When you think of the cut, you probably think of the shape of the diamond. You are partially correct. While cut does refer to shape, it also refers to the proportions of how the diamond is actually cut.
Diamonds are cut into many different shapes, reflecting not only popular taste but the proportions and quality of the rough diamond. The most popular shapes include Round, Oval, Square, Princess, Emerald, and Cushion cuts. Many specialty shapes are also available. A diamond’s overall proportions, as well as the size and placement of its many reflective surfaces or facets, also play a large part in “cut.” The consistency and balance of these can greatly affect how the stone captures light and reflects it back to the eye.

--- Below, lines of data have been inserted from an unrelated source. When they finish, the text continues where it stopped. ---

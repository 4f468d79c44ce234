//! In-process position store.

use super::PositionStore;
use crate::error::StoreError;
use crate::records::{PositionKey, PositionRecord};
use async_trait::async_trait;
use chrono::Utc;
use std::collections::HashMap;
use tokio::sync::RwLock;

/// Position records held in memory; lost on exit.
#[derive(Debug, Default)]
pub struct InMemoryPositionStore {
    records: RwLock<HashMap<PositionKey, PositionRecord>>,
}

impl InMemoryPositionStore {
    pub fn new() -> Self {
        Self::default()
    }

    /// Seeds the store, replacing any record with the same key.
    pub async fn insert(&self, record: PositionRecord) {
        self.records.write().await.insert(record.key(), record);
    }

    pub async fn get(&self, key: &PositionKey) -> Option<PositionRecord> {
        self.records.read().await.get(key).cloned()
    }

    pub async fn len(&self) -> usize {
        self.records.read().await.len()
    }
}

#[async_trait]
impl PositionStore for InMemoryPositionStore {
    async fn find_or_create(&self, key: &PositionKey) -> Result<PositionRecord, StoreError> {
        let mut records = self.records.write().await;
        let record = records
            .entry(key.clone())
            .or_insert_with(|| PositionRecord::new(key, Utc::now()));
        Ok(record.clone())
    }

    async fn save(&self, record: &PositionRecord) -> Result<(), StoreError> {
        let mut records = self.records.write().await;
        match records.get_mut(&record.key()) {
            Some(stored) if stored.id == record.id => {
                *stored = record.clone();
                stored.updated_at = Utc::now();
                Ok(())
            }
            _ => Err(StoreError::NotFound(record.id)),
        }
    }
}

#[cfg(test)]
mod tests {
    use super::*;
    use clmm_autopilot_domain::enums::Protocol;

    #[tokio::test]
    async fn test_find_or_create_is_idempotent() {
        let store = InMemoryPositionStore::new();
        let key = PositionKey::new(Protocol::Whirlpool, "pool");

        let first = store.find_or_create(&key).await.unwrap();
        let second = store.find_or_create(&key).await.unwrap();
        assert_eq!(first.id, second.id);
        assert_eq!(store.len().await, 1);
    }

    #[tokio::test]
    async fn test_save_persists_address() {
        let store = InMemoryPositionStore::new();
        let key = PositionKey::new(Protocol::Whirlpool, "pool");
        let mut record = store.find_or_create(&key).await.unwrap();

        record.attach("position", "lower-biased", Utc::now());
        store.save(&record).await.unwrap();
        let stored = store.get(&key).await.unwrap();
        assert_eq!(stored.address.as_deref(), Some("position"));

        record.clear_position();
        store.save(&record).await.unwrap();
        assert_eq!(store.find_or_create(&key).await.unwrap().address, None);
    }

    #[tokio::test]
    async fn test_save_unknown_record_fails() {
        let store = InMemoryPositionStore::new();
        let record = PositionRecord::new(&PositionKey::new(Protocol::Whirlpool, "pool"), Utc::now());
        assert!(matches!(
            store.save(&record).await,
            Err(StoreError::NotFound(_))
        ));
    }
}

A diamond’s clarity is measured by the existence, or absence, of visible flaws. Tiny surface blemishes or internal inclusions – even those seen only under magnification with a jeweler’s loupe – can alter the brilliance of the diamond and, effect its value. Clarity levels begin with Flawless (F & IF) and move down to Very Very Slight (VVS1 & 2), Very Slight (VS1 & 2), Slightly Included (SI1 & 2), and Included (I1, 2 & 3).
With the exception of some fancy colored diamonds, the most valuable diamonds are those with the least color. The color scale for transparent diamonds runs from D-F (colorless), G-J (near colorless), K-L (faint yellow), to Z (light yellow). Completely colorless diamonds are rare. When diamonds are formed with traces of other minerals, rare and beautiful colors can result. These “fancy” colors range from blue to brilliant yellow to red, brown, pale green, pink, and violet. Because of their rarity, colored diamonds are highly desirable and may be quite valuable.
The size of a diamond is measured, not by its dimensions, but by weight. One carat, the traditional unit of measure for diamonds, is equal to approximately 0.2 grams. You may also hear the weight of a diamond referred to in points. A point is equal to 1/100 of a carat; therefore, a 75-point diamond equals 0.75 carat. Diamonds of equal weight may appear slightly different in size, depending on their depth and proportions. Because they are quite rare, larger diamonds of gem quality are much more valuable.